*EXERCISE DETAILS*
Report every line of the records below that contains the word "plain".

*DATA EXTRACT*
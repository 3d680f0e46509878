mod common;

use axum::http::StatusCode;
use common::{assert_redirect, body_string, count_posts_in, tiny_png, Part, TestApp};
use yatube::infrastructure::{BlogStore, PostFilter};
use yatube::models::Follow;

#[tokio::test]
async fn test_create_post_redirects_to_profile() {
    let app = TestApp::new().await;
    let author = app.user("author").await;
    let group = app.group("cats").await;
    let group_id = group.id.to_string();

    let response = app
        .post_multipart(
            "/create/",
            Some("author"),
            &[Part::Text("text", "Fresh post"), Part::Text("group", &group_id)],
        )
        .await;
    assert_redirect(&response, "/profile/author/");

    let posts = app
        .store
        .list_posts(PostFilter::Author(author.id), 10, 0)
        .await
        .unwrap();
    assert_eq!(posts.len(), 1);
    assert_eq!(posts[0].post.text, "Fresh post");
    assert_eq!(posts[0].group.as_ref().map(|g| g.id), Some(group.id));
}

#[tokio::test]
async fn test_create_post_with_image_is_served_from_media() {
    let app = TestApp::new().await;
    app.user("author").await;
    let png = tiny_png();

    let response = app
        .post_multipart(
            "/create/",
            Some("author"),
            &[
                Part::Text("text", "Look at this"),
                Part::Text("group", ""),
                Part::File {
                    name: "image",
                    file_name: "small.png",
                    content_type: "image/png",
                    bytes: &png,
                },
            ],
        )
        .await;
    assert_eq!(response.status(), StatusCode::SEE_OTHER);

    let index = body_string(app.get("/", None).await).await;
    assert!(index.contains("/media/posts/small.png"));

    let image = app.get("/media/posts/small.png", None).await;
    assert_eq!(image.status(), StatusCode::OK);
}

#[tokio::test]
async fn test_invalid_post_form_is_rerendered() {
    let app = TestApp::new().await;
    app.user("author").await;

    let response = app
        .post_multipart(
            "/create/",
            Some("author"),
            &[Part::Text("text", "   "), Part::Text("group", "")],
        )
        .await;
    assert_eq!(response.status(), StatusCode::OK);
    assert!(body_string(response).await.contains("This field is required."));

    let response = app
        .post_multipart(
            "/create/",
            Some("author"),
            &[
                Part::Text("text", "Not a picture"),
                Part::File {
                    name: "image",
                    file_name: "notes.txt",
                    content_type: "text/plain",
                    bytes: b"plain text",
                },
            ],
        )
        .await;
    assert_eq!(response.status(), StatusCode::OK);
    let html = body_string(response).await;
    assert!(html.contains("Upload a valid image."));
    assert!(html.contains(">Not a picture</textarea>"));

    assert_eq!(app.store.count_posts(PostFilter::All).await.unwrap(), 0);
}

#[tokio::test]
async fn test_uploads_that_are_not_raster_images_are_rejected() {
    let app = TestApp::new().await;
    app.user("author").await;

    let fakes: [(&str, &str, &[u8]); 2] = [
        ("fake.png", "image/png", b"this is not a png"),
        (
            "evil.svg",
            "image/svg+xml",
            b"<svg><script>alert(document.cookie)</script></svg>",
        ),
    ];
    for (file_name, content_type, bytes) in fakes {
        let response = app
            .post_multipart(
                "/create/",
                Some("author"),
                &[
                    Part::Text("text", "Sneaky"),
                    Part::File {
                        name: "image",
                        file_name,
                        content_type,
                        bytes,
                    },
                ],
            )
            .await;
        assert_eq!(response.status(), StatusCode::OK, "{}", file_name);
        assert!(body_string(response).await.contains("Upload a valid image."));

        let served = app.get(&format!("/media/posts/{}", file_name), None).await;
        assert_eq!(served.status(), StatusCode::NOT_FOUND, "{}", file_name);
    }

    assert_eq!(app.store.count_posts(PostFilter::All).await.unwrap(), 0);
}

#[tokio::test]
async fn test_guest_is_sent_to_login() {
    let app = TestApp::new().await;
    let author = app.user("author").await;
    let id = app.post(&author, "Hello", None).await;

    let response = app
        .post_form(&format!("/posts/{}/comment/", id), None, "text=Hi")
        .await;
    assert_redirect(&response, &format!("/auth/login/?next=/posts/{}/comment/", id));
    assert!(app.store.list_comments(id).await.unwrap().is_empty());

    assert_redirect(&app.get("/create/", None).await, "/auth/login/?next=/create/");
    assert_redirect(&app.get("/follow/", None).await, "/auth/login/?next=/follow/");
}

#[tokio::test]
async fn test_edit_only_by_author() {
    let app = TestApp::new().await;
    let author = app.user("author").await;
    app.user("intruder").await;
    let id = app.post(&author, "Original text", None).await;
    let before = app.store.get_post(id).await.unwrap().unwrap();
    let edit_uri = format!("/posts/{}/edit/", id);
    let detail_uri = format!("/posts/{}/", id);

    assert_redirect(&app.get(&edit_uri, Some("intruder")).await, &detail_uri);
    let response = app
        .post_multipart(&edit_uri, Some("intruder"), &[Part::Text("text", "Hijacked")])
        .await;
    assert_redirect(&response, &detail_uri);
    assert_eq!(app.store.get_post(id).await.unwrap().unwrap().text, "Original text");

    let form = app.get(&edit_uri, Some("author")).await;
    assert_eq!(form.status(), StatusCode::OK);
    assert!(body_string(form).await.contains(">Original text</textarea>"));

    let response = app
        .post_multipart(&edit_uri, Some("author"), &[Part::Text("text", "Edited text")])
        .await;
    assert_redirect(&response, &detail_uri);

    let after = app.store.get_post(id).await.unwrap().unwrap();
    assert_eq!(after.text, "Edited text");
    assert!(after.pub_date > before.pub_date);
}

#[tokio::test]
async fn test_follow_is_idempotent_and_reversible() {
    let app = TestApp::new().await;
    let author = app.user("author").await;
    let reader = app.user("reader").await;
    let edge = Follow {
        follower_id: reader.id,
        author_id: author.id,
    };

    for _ in 0..2 {
        let response = app.post_form("/profile/author/follow/", Some("reader"), "").await;
        assert_redirect(&response, "/profile/author/");
    }
    assert_eq!(app.store.count_followers(author.id).await.unwrap(), 1);

    let profile = body_string(app.get("/profile/author/", Some("reader")).await).await;
    assert!(profile.contains("/profile/author/unfollow/"));

    let response = app.post_form("/profile/author/unfollow/", Some("reader"), "").await;
    assert_redirect(&response, "/profile/author/");
    assert!(!app.store.follow_exists(edge).await.unwrap());
}

#[tokio::test]
async fn test_self_follow_creates_nothing() {
    let app = TestApp::new().await;
    let author = app.user("author").await;

    let response = app.post_form("/profile/author/follow/", Some("author"), "").await;
    assert_redirect(&response, "/profile/author/");
    assert_eq!(app.store.count_following(author.id).await.unwrap(), 0);
}

#[tokio::test]
async fn test_followed_feed_shows_only_followed_authors() {
    let app = TestApp::new().await;
    let author = app.user("author").await;
    app.user("follower").await;
    app.user("stranger").await;
    app.post(&author, "For my followers", None).await;

    app.post_form("/profile/author/follow/", Some("follower"), "").await;

    let feed = body_string(app.get("/follow/", Some("follower")).await).await;
    assert_eq!(count_posts_in(&feed), 1);
    assert!(feed.contains("For my followers"));

    let other = body_string(app.get("/follow/", Some("stranger")).await).await;
    assert_eq!(count_posts_in(&other), 0);
}
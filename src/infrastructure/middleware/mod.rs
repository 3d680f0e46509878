// ViewerContext middleware and extractors
// Handlers only ever see the resolved viewer, never raw auth headers

pub mod viewer_context_extractor;
pub mod viewer_context_middleware;

pub use viewer_context_extractor::{login_redirect, CurrentUser, Vc};
pub use viewer_context_middleware::viewer_context_middleware;
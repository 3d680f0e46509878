// PostService - write side of the blog: posts, comments and follow edges
// Callers pass an already authenticated user; ownership checks happen here

use chrono::{DateTime, Duration, Utc};
use std::sync::Arc;
use tracing::{debug, info};
use validator::Validate;

use crate::error::{AppError, AppResult};
use crate::forms::{CommentForm, FormErrors, PostForm, PostFormInput, INVALID_GROUP_MESSAGE};
use crate::infrastructure::database::BlogStore;
use crate::infrastructure::media::MediaStorage;
use crate::models::{
    CommentId, Follow, NewComment, NewPost, Post, PostChanges, PostId, User,
};

#[derive(Clone)]
pub struct PostService {
    store: Arc<dyn BlogStore>,
    media: MediaStorage,
}

impl PostService {
    pub fn new(store: Arc<dyn BlogStore>, media: MediaStorage) -> Self {
        Self { store, media }
    }

    pub async fn create_post(&self, author: &User, input: PostFormInput) -> AppResult<PostId> {
        let form = self.clean_post_form(input).await?;
        let image = match &form.image {
            Some(upload) => Some(self.media.save_post_image(upload).await?),
            None => None,
        };

        let inserted = self
            .store
            .insert_post(NewPost {
                author_id: author.id,
                text: form.text,
                group_id: form.group_id,
                image: image.clone(),
                pub_date: Utc::now(),
            })
            .await;
        let id = match inserted {
            Ok(id) => id,
            Err(err) => {
                if let Some(stored) = &image {
                    self.media.discard_post_image(stored).await;
                }
                return Err(err);
            }
        };

        info!(post_id = id, author = %author.username, "post created");
        Ok(id)
    }

    /// Load a post for editing, enforcing that `requestor` wrote it.
    pub async fn post_for_edit(&self, requestor: &User, post_id: PostId) -> AppResult<Post> {
        let post = self
            .store
            .get_post(post_id)
            .await?
            .ok_or_else(|| AppError::NotFound(format!("Post {} not found", post_id)))?;

        if post.author_id != requestor.id {
            return Err(AppError::PermissionDenied(format!(
                "User {} is not the author of post {}",
                requestor.username, post_id
            )));
        }
        Ok(post)
    }

    pub async fn edit_post(
        &self,
        requestor: &User,
        post_id: PostId,
        input: PostFormInput,
    ) -> AppResult<PostId> {
        let post = self.post_for_edit(requestor, post_id).await?;
        let form = self.clean_post_form(input).await?;

        let image = match (&form.image, form.clear_image) {
            (Some(upload), _) => Some(self.media.save_post_image(upload).await?),
            (None, true) => None,
            (None, false) => post.image.clone(),
        };

        let updated = self
            .store
            .update_post(
                post_id,
                PostChanges {
                    text: form.text,
                    group_id: form.group_id,
                    image: image.clone(),
                    pub_date: refreshed_pub_date(post.pub_date),
                },
            )
            .await;

        let outcome = match updated {
            Ok(true) => Ok(()),
            Ok(false) => Err(AppError::NotFound(format!("Post {} not found", post_id))),
            Err(err) => Err(err),
        };

        // Whichever image did not end up on the row is no longer referenced.
        let stale = if outcome.is_ok() {
            post.image.filter(|old| image.as_ref() != Some(old))
        } else {
            image.filter(|new| post.image.as_ref() != Some(new))
        };
        if let Some(stale) = stale {
            self.media.discard_post_image(&stale).await;
        }
        outcome?;

        info!(post_id, author = %requestor.username, "post edited");
        Ok(post_id)
    }

    /// Blank comments are dropped without an error: `Ok(None)`.
    pub async fn add_comment(
        &self,
        requestor: &User,
        post_id: PostId,
        form: CommentForm,
    ) -> AppResult<Option<CommentId>> {
        if self.store.get_post(post_id).await?.is_none() {
            return Err(AppError::NotFound(format!("Post {} not found", post_id)));
        }

        let form = form.cleaned();
        if form.validate().is_err() {
            debug!(post_id, author = %requestor.username, "blank comment dropped");
            return Ok(None);
        }

        let id = self
            .store
            .insert_comment(NewComment {
                post_id,
                author_id: requestor.id,
                text: form.text,
                created: Utc::now(),
            })
            .await?;

        info!(comment_id = id, post_id, author = %requestor.username, "comment added");
        Ok(Some(id))
    }

    /// Follow `author_username`. Following yourself is silently ignored and
    /// following twice keeps a single edge. Returns the resolved author.
    pub async fn follow(&self, requestor: &User, author_username: &str) -> AppResult<User> {
        let author = self.resolve_author(author_username).await?;
        if author.id == requestor.id {
            debug!(user = %requestor.username, "self-follow ignored");
            return Ok(author);
        }

        let created = self
            .store
            .insert_follow(Follow {
                follower_id: requestor.id,
                author_id: author.id,
            })
            .await?;
        if created {
            info!(follower = %requestor.username, author = %author.username, "follow created");
        }
        Ok(author)
    }

    pub async fn unfollow(&self, requestor: &User, author_username: &str) -> AppResult<User> {
        let author = self.resolve_author(author_username).await?;
        let removed = self
            .store
            .delete_follow(Follow {
                follower_id: requestor.id,
                author_id: author.id,
            })
            .await?;
        if removed {
            info!(follower = %requestor.username, author = %author.username, "follow removed");
        }
        Ok(author)
    }

    async fn resolve_author(&self, username: &str) -> AppResult<User> {
        self.store
            .find_user_by_username(username)
            .await?
            .ok_or_else(|| AppError::NotFound(format!("User {} not found", username)))
    }

    /// Field validation plus the foreign-key check on `group`.
    async fn clean_post_form(&self, input: PostFormInput) -> AppResult<PostForm> {
        let form = PostForm::parse(input).map_err(AppError::Validation)?;
        if let Some(group_id) = form.group_id {
            if self.store.get_group(group_id).await?.is_none() {
                return Err(AppError::Validation(FormErrors::single(
                    "group",
                    INVALID_GROUP_MESSAGE,
                )));
            }
        }
        Ok(form)
    }
}

/// Edits move a post to the top of listings; the new date is strictly later
/// than the previous one even under clock skew.
fn refreshed_pub_date(previous: DateTime<Utc>) -> DateTime<Utc> {
    let now = Utc::now();
    if now > previous {
        now
    } else {
        previous + Duration::microseconds(1)
    }
}
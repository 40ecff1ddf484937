mod builder;
mod github_client;
mod handler;

pub use github_client::GithubClient;

use self::builder::BuilderExecutor;
use crate::{
    config::Config,
    http::{
        request::WIP_LABEL,
        response::{ApiError, Outcome},
    },
};
use anyhow::{Context, Result};
use std::io::Write;

pub enum Dispatch {
    DryRun,
    Sent(Outcome),
}

/// Labels the issue when asked to, then opens the pull request.
///
/// In dry-run mode both requests are written to `out` and nothing is sent.
pub async fn dispatch(
    client: &GithubClient,
    config: &Config,
    out: &mut impl Write,
) -> Result<Dispatch> {
    let repo = client.repo(&config.owner, &config.repo);

    if let (Some(issue), true) = (config.issue, config.wip) {
        let labels = repo.issue(issue).labels().label(WIP_LABEL).build()?;

        if config.dry_run {
            writeln!(out, "{}", labels)?;
        } else {
            let response = labels
                .execute()
                .await
                .with_context(|| format!("cannot label issue #{}", issue))?;

            if !response.is_success() {
                log::warn!(
                    "cannot label issue #{}: {}",
                    issue,
                    ApiError::new(response.status, response.text)
                );
            }
        }
    }

    let create = repo
        .pull_requests()
        .create()
        .head(config.head())
        .base(&config.base)
        .title(config.title.clone().unwrap_or_default())
        .body(config.description.clone())
        .issue(config.issue)
        .build()?;

    if config.dry_run {
        writeln!(out, "{}", create)?;
        return Ok(Dispatch::DryRun);
    }

    let response = create
        .execute()
        .await
        .context("cannot create the pull request")?;

    Ok(Dispatch::Sent(response.outcome()))
}
use serde::Deserialize;
use std::fmt;
use thiserror::Error;

#[derive(Debug, Clone, Copy, PartialEq, Eq)]
pub enum ErrorKind {
    Unauthorized,
    Forbidden,
    NotFound,
    Validation,
    Other,
}

impl ErrorKind {
    pub fn from_status(status: u16) -> ErrorKind {
        match status {
            401 => ErrorKind::Unauthorized,
            403 => ErrorKind::Forbidden,
            404 => ErrorKind::NotFound,
            422 => ErrorKind::Validation,
            _ => ErrorKind::Other,
        }
    }
}

impl fmt::Display for ErrorKind {
    fn fmt(&self, f: &mut fmt::Formatter<'_>) -> fmt::Result {
        let kind = match self {
            ErrorKind::Unauthorized => "authentication failed",
            ErrorKind::Forbidden => "access denied",
            ErrorKind::NotFound => "repository or issue not found",
            ErrorKind::Validation => "request rejected",
            ErrorKind::Other => "unexpected response",
        };

        f.write_str(kind)
    }
}

/// GitHub error document, `{"message": ..., "errors": [{"message": ...}]}`.
#[derive(Debug, Default, Deserialize)]
struct ErrorBody {
    #[serde(default)]
    message: String,
    #[serde(default)]
    errors: Vec<ErrorDetail>,
}

#[derive(Debug, Deserialize)]
struct ErrorDetail {
    message: Option<String>,
    code: Option<String>,
}

#[derive(Debug, Clone, Error)]
#[error("GitHub API {kind} (status {status}): {message}")]
pub struct ApiError {
    pub kind: ErrorKind,
    pub status: u16,
    pub message: String,
    pub raw: String,
}

impl ApiError {
    pub fn new(status: u16, raw: impl Into<String>) -> ApiError {
        let raw = raw.into();
        let body = serde_json::from_str::<ErrorBody>(&raw).unwrap_or_default();

        let details = body
            .errors
            .iter()
            .filter_map(|detail| detail.message.as_ref().or(detail.code.as_ref()))
            .map(String::as_str);

        let message = std::iter::once(body.message.as_str())
            .chain(details)
            .filter(|part| !part.is_empty())
            .collect::<Vec<_>>()
            .join(": ");

        ApiError {
            kind: ErrorKind::from_status(status),
            status,
            message,
            raw,
        }
    }
}

#[cfg(test)]
mod tests {
    use super::*;

    #[test]
    fn should_classify_by_status() {
        assert_eq!(ErrorKind::from_status(401), ErrorKind::Unauthorized);
        assert_eq!(ErrorKind::from_status(403), ErrorKind::Forbidden);
        assert_eq!(ErrorKind::from_status(404), ErrorKind::NotFound);
        assert_eq!(ErrorKind::from_status(422), ErrorKind::Validation);
        assert_eq!(ErrorKind::from_status(500), ErrorKind::Other);
        assert_eq!(ErrorKind::from_status(201), ErrorKind::Other);
    }

    #[test]
    fn should_collect_github_error_messages() {
        let raw = r#"{"message":"Validation Failed","errors":[{"resource":"PullRequest","code":"custom","message":"A pull request already exists for bob:feature."}]}"#;

        let error = ApiError::new(422, raw);

        assert_eq!(error.kind, ErrorKind::Validation);
        assert_eq!(
            error.message,
            "Validation Failed: A pull request already exists for bob:feature."
        );
        assert_eq!(error.raw, raw);
    }

    #[test]
    fn should_fall_back_to_error_code() {
        let error = ApiError::new(
            422,
            r#"{"message":"Validation Failed","errors":[{"code":"invalid"}]}"#,
        );

        assert_eq!(error.message, "Validation Failed: invalid");
    }

    #[test]
    fn should_keep_raw_text_when_not_json() {
        let error = ApiError::new(502, "<html>Bad gateway</html>");

        assert_eq!(error.kind, ErrorKind::Other);
        assert_eq!(error.message, "");
        assert_eq!(error.raw, "<html>Bad gateway</html>");
    }
}
use super::PostRequest;
use crate::{
    github::GithubClient,
    http::request::{LabelsRequest, SerializeRequest},
};
use anyhow::Result;

pub struct AddLabelsBuilder<'c> {
    client: &'c GithubClient,
    url: String,
    labels: Vec<String>,
}

impl<'c> AddLabelsBuilder<'c> {
    pub fn new(client: &'c GithubClient, url: impl Into<String>) -> Self {
        AddLabelsBuilder {
            client,
            url: url.into(),
            labels: vec![],
        }
    }

    pub fn label(mut self, label: impl Into<String>) -> Self {
        self.labels.push(label.into());
        self
    }

    pub fn build(self) -> Result<PostRequest<'c>> {
        let body = LabelsRequest::new(self.labels).into_request()?;

        Ok(PostRequest::new(self.client, self.url, body))
    }
}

*FINAL ANSWER*
                    content_type: "text/plain",
                    bytes: b"plain text",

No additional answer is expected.